The following and
subsequent Parts 2 and 3 is an abridged re-working of some of the writings of
Herman Gorter, an early 20th Century Dutch revolutionary socialist.
Part 1
The Socialist Task
The brutal power of capital steam-rollers over the weak. The
capitalists seek money and power. All the peoples of the world, all the
individuals, all people are forced to submit to it. Humanity’s happiness and
independence are disappearing. Mankind is being transformed into things. No
longer individuals, but things which are subjects of capital. They are pulled
and dragged by the furious omnipotence of capital and are transformed into the
appendices of machines. In the world of the capitalists the frantic greed for
money, for power and for hedonistic pleasure increases. Corruption and
boundless luxury are on the rise. Madness and mental illnesses become more
common.
Among the working class the intensity and exploitation of
labour increases. The intensity of the class struggle increases. And so does
the power of the employers, the governments, the multinationals and
corporations. Against all these powers, the power of the workers is diminished,
the burdens which weigh them down get heavier and their lives become more
fraught with hardship. The trade union struggle is more difficult, the
parliamentary struggle becomes more problematic. Social welfare legislation has
come to an end. Rather than the beauty of local customs there are no longer any
differences between Russian, German, French and English culture. The
differences that once existed have been leveled by capital.

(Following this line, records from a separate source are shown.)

//! Scripted completion transport.

use crate::cancellation::CancellationToken;
use crate::completion::{CompletionRequest, CompletionTransport};
use crate::errors::TransportError;
use async_trait::async_trait;
use parking_lot::Mutex;
use std::sync::Arc;

#[derive(Debug, Clone)]
enum Reply {
    Text(String),
    Fail(TransportError),
}

#[derive(Debug, Clone)]
struct Rule {
    needle: String,
    reply: Reply,
    remaining: Option<usize>,
}

/// Answers each request with the first rule whose needle occurs in the
/// last message. Requests matching no rule fail as malformed.
#[derive(Default)]
pub struct ScriptedCompletions {
    rules: Mutex<Vec<Rule>>,
    prompts: Mutex<Vec<String>>,
    cancel_on: Mutex<Option<(usize, Arc<CancellationToken>)>>,
}

impl ScriptedCompletions {
    /// Creates a transport with no rules.
    #[must_use]
    pub fn new() -> Self {
        Self::default()
    }

    /// Replies with `text` to prompts containing `needle`.
    #[must_use]
    pub fn reply_when(self, needle: impl Into<String>, text: impl Into<String>) -> Self {
        self.push(needle.into(), Reply::Text(text.into()), None);
        self
    }

    /// Fails every prompt containing `needle`.
    #[must_use]
    pub fn fail_when(self, needle: impl Into<String>, error: TransportError) -> Self {
        self.push(needle.into(), Reply::Fail(error), None);
        self
    }

    /// Fails the next `times` prompts containing `needle`; later rules still apply.
    #[must_use]
    pub fn fail_times(self, needle: impl Into<String>, times: usize, error: TransportError) -> Self {
        self.push(needle.into(), Reply::Fail(error), Some(times));
        self
    }

    /// Cancels `token` while serving the `call`-th request (1-based).
    #[must_use]
    pub fn cancel_on_call(self, call: usize, token: Arc<CancellationToken>) -> Self {
        *self.cancel_on.lock() = Some((call, token));
        self
    }

    /// Places a rule ahead of the existing ones.
    fn push(&self, needle: String, reply: Reply, remaining: Option<usize>) {
        self.rules.lock().insert(
            0,
            Rule {
                needle,
                reply,
                remaining,
            },
        );
    }

    /// Prompts received, in order.
    #[must_use]
    pub fn prompts(&self) -> Vec<String> {
        self.prompts.lock().clone()
    }

    /// Number of requests received.
    #[must_use]
    pub fn call_count(&self) -> usize {
        self.prompts.lock().len()
    }

    /// Number of requests whose prompt contained `needle`.
    #[must_use]
    pub fn calls_matching(&self, needle: &str) -> usize {
        self.prompts.lock().iter().filter(|p| p.contains(needle)).count()
    }
}

impl std::fmt::Debug for ScriptedCompletions {
    fn fmt(&self, f: &mut std::fmt::Formatter<'_>) -> std::fmt::Result {
        f.debug_struct("ScriptedCompletions")
            .field("rules", &self.rules.lock().len())
            .field("calls", &self.call_count())
            .finish_non_exhaustive()
    }
}

#[async_trait]
impl CompletionTransport for ScriptedCompletions {
    async fn send(&self, request: &CompletionRequest) -> Result<String, TransportError> {
        let prompt = request
            .messages
            .last()
            .map(|m| m.content.clone())
            .unwrap_or_default();

        let call = {
            let mut prompts = self.prompts.lock();
            prompts.push(prompt.clone());
            prompts.len()
        };
        if let Some((at, ref token)) = *self.cancel_on.lock() {
            if at == call {
                token.cancel("scripted cancellation");
            }
        }

        let mut rules = self.rules.lock();
        let Some(rule) = rules.iter_mut().find(|r| {
            prompt.contains(&r.needle) && r.remaining.map_or(true, |n| n > 0)
        }) else {
            return Err(TransportError::Malformed(format!(
                "no scripted reply for prompt of {} chars",
                prompt.chars().count()
            )));
        };
        if let Some(ref mut n) = rule.remaining {
            *n -= 1;
        }
        match rule.reply {
            Reply::Text(ref text) => Ok(text.clone()),
            Reply::Fail(ref error) => Err(error.clone()),
        }
    }
}

#[cfg(test)]
mod tests {
    use super::*;
    use crate::completion::Message;

    fn request(prompt: &str) -> CompletionRequest {
        CompletionRequest {
            model: "m".into(),
            messages: vec![Message::user(prompt)],
            temperature: 0.3,
            max_tokens: 16,
        }
    }

    #[tokio::test]
    async fn test_later_rules_take_precedence() {
        let script = ScriptedCompletions::new()
            .reply_when("分类", "旧答案")
            .reply_when("分类", "新答案");
        assert_eq!(script.send(&request("请分类")).await.unwrap(), "新答案");
        assert!(script.send(&request("其他")).await.is_err());
        assert_eq!(script.call_count(), 2);
        assert_eq!(script.calls_matching("分类"), 1);
    }

    #[tokio::test]
    async fn test_fail_times_then_falls_through() {
        let script = ScriptedCompletions::new()
            .reply_when("评分", "{}")
            .fail_times("评分", 1, TransportError::Timeout(10));
        assert!(script.send(&request("评分")).await.is_err());
        assert_eq!(script.send(&request("评分")).await.unwrap(), "{}");
    }
}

The rich are themselves poor slaves: in effect, they are not
the masters of their destiny. They must do what they do not want to do and are
afraid to do. The crushing power of capital, master of destiny, pushes them
forward. Capital launches them, insane with rage, one against the other. Like
beasts that do not know what they are doing they try to tear each other and the
world apart. But they must act this way
because capital, in its latest phase of its expansion, wants them to. The
workers futilely attempt to resist. They join together and fight for their
emancipation, in vain. They are dragged along with everyone else. They are, for
the most part, weak, without understanding, without clarity. When the trade
unions and the workers’ political parties seek improvements, they are nothing
but associations of slaves who want improvements in their servitude. How many
workers are really fighting for their general emancipation? Few enough. Very
few. The trade union movement, which fights only for small gains, and which
obtains no satisfaction except thanks to small concessions on the part of the
employers and by means of contracts signed with the latter, considerably
reinforce this process. The capitalists and the workers are the puppets of
material forces which are infinitely greater than themselves. The process of
production, more powerful and more terrible than ever, dominates them entirely.

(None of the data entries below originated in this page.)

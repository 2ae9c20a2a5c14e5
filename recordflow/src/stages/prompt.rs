//! Prompt templates.

use super::StageInput;
use crate::core::FieldValue;
use regex::{Captures, Regex};
use std::collections::BTreeMap;
use std::path::Path;
use std::sync::OnceLock;
use tracing::debug;

fn placeholder_re() -> &'static Regex {
    static RE: OnceLock<Regex> = OnceLock::new();
    RE.get_or_init(|| {
        Regex::new(r"\{\{\s*([^{}|]+?)\s*(?:\|\s*([a-z]+)\s*)?\}\}").expect("regex for placeholders")
    })
}

/// Replaces `{{field}}` and `{{field|json}}` with values from `input`.
///
/// Unknown fields render as an empty string. `json` renders tag lists as a
/// JSON array and text as a JSON string.
#[must_use]
pub fn render_placeholders(template: &str, input: &StageInput<'_>) -> String {
    placeholder_re()
        .replace_all(template, |caps: &Captures<'_>| {
            let field = caps.get(1).map_or("", |m| m.as_str());
            let value = input.get(field);
            match caps.get(2).map(|m| m.as_str()) {
                Some("json") => render_json(value),
                _ => value.map(FieldValue::as_text).unwrap_or_default(),
            }
        })
        .into_owned()
}

fn render_json(value: Option<&FieldValue>) -> String {
    let json = match value {
        Some(FieldValue::Tags(items)) => serde_json::json!(items),
        Some(FieldValue::Number(n)) => serde_json::json!(n),
        Some(FieldValue::Other(v)) => v.clone(),
        Some(other) => serde_json::json!(other.as_text()),
        None => serde_json::Value::Null,
    };
    json.to_string()
}

/// Instructions plus an input block, rendered as
/// `"{instructions}\n\n{input}"`.
#[derive(Debug, Clone, PartialEq, Eq)]
pub struct PromptTemplate {
    instructions: String,
    input: String,
}

impl PromptTemplate {
    /// Creates a template. `input` may contain `{{field}}` placeholders.
    #[must_use]
    pub fn new(instructions: impl Into<String>, input: impl Into<String>) -> Self {
        Self {
            instructions: instructions.into(),
            input: input.into(),
        }
    }

    /// The instruction text.
    #[must_use]
    pub fn instructions(&self) -> &str {
        &self.instructions
    }

    /// Renders the prompt for `input`.
    #[must_use]
    pub fn render(&self, input: &StageInput<'_>) -> String {
        let instructions = render_placeholders(self.instructions.trim_end(), input);
        let block = render_placeholders(&self.input, input);
        if instructions.is_empty() {
            block
        } else {
            format!("{instructions}\n\n{block}")
        }
    }
}

/// Instruction texts keyed by stage name.
#[derive(Debug, Clone, Default, PartialEq, Eq)]
pub struct PromptLibrary {
    prompts: BTreeMap<String, String>,
}

impl PromptLibrary {
    /// Creates an empty library.
    #[must_use]
    pub fn new() -> Self {
        Self::default()
    }

    /// Adds or replaces the instructions for a stage.
    #[must_use]
    pub fn with(mut self, stage: impl Into<String>, instructions: impl Into<String>) -> Self {
        self.prompts.insert(stage.into(), instructions.into());
        self
    }

    /// Reads `<stage>.md` from `dir` for every stage in `stages`.
    ///
    /// Missing files keep the instructions already in the library.
    ///
    /// # Errors
    ///
    /// Returns an IO error if a file exists but cannot be read.
    pub fn load_dir(mut self, dir: &Path, stages: &[&str]) -> std::io::Result<Self> {
        for stage in stages {
            let path = dir.join(format!("{stage}.md"));
            if !path.is_file() {
                debug!(stage = %stage, path = %path.display(), "No prompt file; keeping built-in");
                continue;
            }
            let text = std::fs::read_to_string(&path)?;
            debug!(stage = %stage, path = %path.display(), "Loaded prompt file");
            self.prompts.insert((*stage).to_string(), text);
        }
        Ok(self)
    }

    /// Instructions for `stage`, or an empty string.
    #[must_use]
    pub fn get(&self, stage: &str) -> &str {
        self.prompts.get(stage).map_or("", String::as_str)
    }

    /// Number of stages with instructions.
    #[must_use]
    pub fn len(&self) -> usize {
        self.prompts.len()
    }

    /// Returns true if the library is empty.
    #[must_use]
    pub fn is_empty(&self) -> bool {
        self.prompts.is_empty()
    }
}

#[cfg(test)]
mod tests {
    use super::*;
    use crate::core::{FieldMap, Record};
    use pretty_assertions::assert_eq;

    fn record() -> Record {
        Record::new("r1", FieldMap::new())
            .with_field("Prompt描述", "做一个贪吃蛇")
            .with_field("模型能力", vec!["代码狂魔".to_string(), "视觉理解".to_string()])
    }

    #[test]
    fn test_render_is_deterministic() {
        let record = record();
        let produced = FieldMap::new();
        let input = StageInput::new(&record, &produced);
        let template = PromptTemplate::new("请分类。\n", "输入: {{Prompt描述}}");

        let first = template.render(&input);
        assert_eq!(first, "请分类。\n\n输入: 做一个贪吃蛇");
        assert_eq!(first, template.render(&input));
    }

    #[test]
    fn test_json_filter_and_unknown_field() {
        let record = record();
        let produced = FieldMap::new();
        let input = StageInput::new(&record, &produced);
        let rendered = render_placeholders("能力：{{ 模型能力 | json }} 其他：{{不存在}}", &input);
        assert_eq!(rendered, r#"能力：["代码狂魔","视觉理解"] 其他："#);
    }

    #[test]
    fn test_load_dir_overrides_known_stages() {
        let dir = tempfile::tempdir().unwrap();
        std::fs::write(dir.path().join("场景分类.md"), "自定义场景提示").unwrap();

        let library = PromptLibrary::new()
            .with("场景分类", "内置")
            .with("能力识别", "内置能力")
            .load_dir(dir.path(), &["场景分类", "能力识别"])
            .unwrap();

        assert_eq!(library.get("场景分类"), "自定义场景提示");
        assert_eq!(library.get("能力识别"), "内置能力");
        assert_eq!(library.get("未知"), "");
        assert_eq!(library.len(), 2);
    }
}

Great art is dead. Great painting is dead. The great poetry
of all countries is dead. Great prose is dead. Great architecture is dead.
Music is nothing but the shadow of its former self. What survives is without
heart, without love. Art now ranges from the hard, cruel capitalist sensations
to the soft and maudlin petit bourgeois sensations, and to a cowardly
mysticism. It no longer contains a single elevated or universal thought. In its
desperation, in its individualism, it has gone to the extreme and has often deviated
into madness. Any higher culture, ardor
of the soul and the spirit, moral beauty, is suppressed to a very low level by
consumerism. Culture among the workers, culture in the sense of the fight for
freedom is a very rare, almost non-existent phenomenon. Science remains aloof
from society and is like a plant that can live without soil and water. Workers
do not participate in scientific culture.

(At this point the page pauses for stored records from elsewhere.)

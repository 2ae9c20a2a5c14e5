//! OpenAI-compatible chat completion transport.

use super::{CompletionRequest, CompletionTransport};
use crate::errors::{RecordflowError, TransportError};
use async_trait::async_trait;
use reqwest::{Client, StatusCode};
use serde::Deserialize;
use std::time::Duration;

#[derive(Debug, Deserialize)]
struct ChatResponse {
    #[serde(default)]
    choices: Vec<Choice>,
}

#[derive(Debug, Deserialize)]
struct Choice {
    message: Option<ChoiceMessage>,
}

#[derive(Debug, Deserialize)]
struct ChoiceMessage {
    #[serde(default)]
    content: Option<String>,
    #[serde(default)]
    reasoning_content: Option<String>,
}

/// Posts chat completion requests with a bearer key.
#[derive(Debug, Clone)]
pub struct OpenAiTransport {
    http: Client,
    url: String,
    api_key: String,
}

impl OpenAiTransport {
    /// Creates a transport posting to `base_url` + `endpoint`.
    ///
    /// # Errors
    ///
    /// Returns `Configuration` if the HTTP client cannot be built.
    pub fn new(
        base_url: &str,
        endpoint: &str,
        api_key: impl Into<String>,
        timeout: Duration,
    ) -> Result<Self, RecordflowError> {
        let http = Client::builder()
            .timeout(timeout)
            .build()
            .map_err(|e| RecordflowError::configuration(format!("failed to build HTTP client: {e}")))?;
        Ok(Self {
            http,
            url: join_url(base_url, endpoint),
            api_key: api_key.into(),
        })
    }

    /// Full request URL.
    #[must_use]
    pub fn url(&self) -> &str {
        &self.url
    }
}

fn join_url(base_url: &str, endpoint: &str) -> String {
    let base = base_url.trim_end_matches('/');
    let endpoint = endpoint.trim_start_matches('/');
    if endpoint.is_empty() {
        base.to_string()
    } else {
        format!("{base}/{endpoint}")
    }
}

/// Extracts the completion text, falling back to `reasoning_content` when
/// `content` is empty.
fn extract_text(body: &str) -> Result<String, TransportError> {
    let response: ChatResponse = serde_json::from_str(body)
        .map_err(|e| TransportError::Malformed(format!("invalid JSON: {e}")))?;
    let message = response
        .choices
        .into_iter()
        .next()
        .and_then(|c| c.message)
        .ok_or_else(|| TransportError::Malformed(truncate(body, 200)))?;

    message
        .content
        .filter(|c| !c.trim().is_empty())
        .or(message.reasoning_content.filter(|c| !c.trim().is_empty()))
        .ok_or_else(|| TransportError::Malformed("choice has no content".to_string()))
}

fn truncate(text: &str, max_chars: usize) -> String {
    text.chars().take(max_chars).collect()
}

#[async_trait]
impl CompletionTransport for OpenAiTransport {
    async fn send(&self, request: &CompletionRequest) -> Result<String, TransportError> {
        let response = self
            .http
            .post(&self.url)
            .bearer_auth(&self.api_key)
            .json(request)
            .send()
            .await
            .map_err(|e| {
                if e.is_timeout() {
                    TransportError::Timeout(0)
                } else {
                    TransportError::Network(e.to_string())
                }
            })?;

        let status = response.status();
        let body = response
            .text()
            .await
            .map_err(|e| TransportError::Network(e.to_string()))?;

        if status == StatusCode::TOO_MANY_REQUESTS {
            return Err(TransportError::RateLimited(truncate(&body, 200)));
        }
        if !status.is_success() {
            return Err(TransportError::Status {
                status: status.as_u16(),
                message: truncate(&body, 200),
            });
        }
        extract_text(&body)
    }
}

#[cfg(test)]
mod tests {
    use super::*;

    #[test]
    fn test_join_url() {
        assert_eq!(
            join_url("https://api.example.com/", "/v1/chat/completions"),
            "https://api.example.com/v1/chat/completions"
        );
        assert_eq!(join_url("https://api.example.com", ""), "https://api.example.com");
    }

    #[test]
    fn test_extract_content() {
        let body = r#"{"choices":[{"message":{"role":"assistant","content":"场景"}}]}"#;
        assert_eq!(extract_text(body).unwrap(), "场景");
    }

    #[test]
    fn test_extract_reasoning_fallback() {
        let body = r#"{"choices":[{"message":{"content":"","reasoning_content":"{\"a\":1}"}}]}"#;
        assert_eq!(extract_text(body).unwrap(), r#"{"a":1}"#);
    }

    #[test]
    fn test_extract_missing_choices() {
        assert!(matches!(
            extract_text(r#"{"error":{"message":"quota"}}"#),
            Err(TransportError::Malformed(_))
        ));
        assert!(matches!(extract_text("not json"), Err(TransportError::Malformed(_))));
    }
}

There are moments in the class struggle when only the
antagonism between capital and labour can be taken into consideration; then,
whoever treats this antagonism as of secondary importance and, considering all
the chances and difficulties, ends up abstaining from action and from the
struggle, would betray the cause of the proletariat. There are moments when defeat
is preferable to avoiding danger. There are moments when retreating from an
imminent threat guarantees a future defeat, and there are moments when
everything must be sacrificed to guarantee the future. There are moments when
one has to fight in spite of all difficulties. And we are currently living
through just such a moment. Capitalism is for the first time coming forward
with all its forces, with its supreme force, to conquer the world by destroying
the environment, threaten the continued survival of the human species by
unrestrained global warming and climate change. This is the moment when the
people must show that it has recognized this necessity. This is the moment to
declare and to begin the struggle because once one has started to bow one’s
head, the struggle becomes infinitely more difficult. Yet the masses do not
understand this. They bows their head for lack of sense, for lowly desires of
small advantages which it will not be able to obtain, and for cowardice. The
workers kow-tow like the slaves they are. We make no effort to fight for
freedom and the consequences for the world may well be irreversible. How can
the world’s population renounce their own interest in such a fashion and put
itself at the service of the 1%? The international working class acts in such a
way from ignorance. The working class as a whole and the individual worker need
a higher level of consciousness if they want to take action.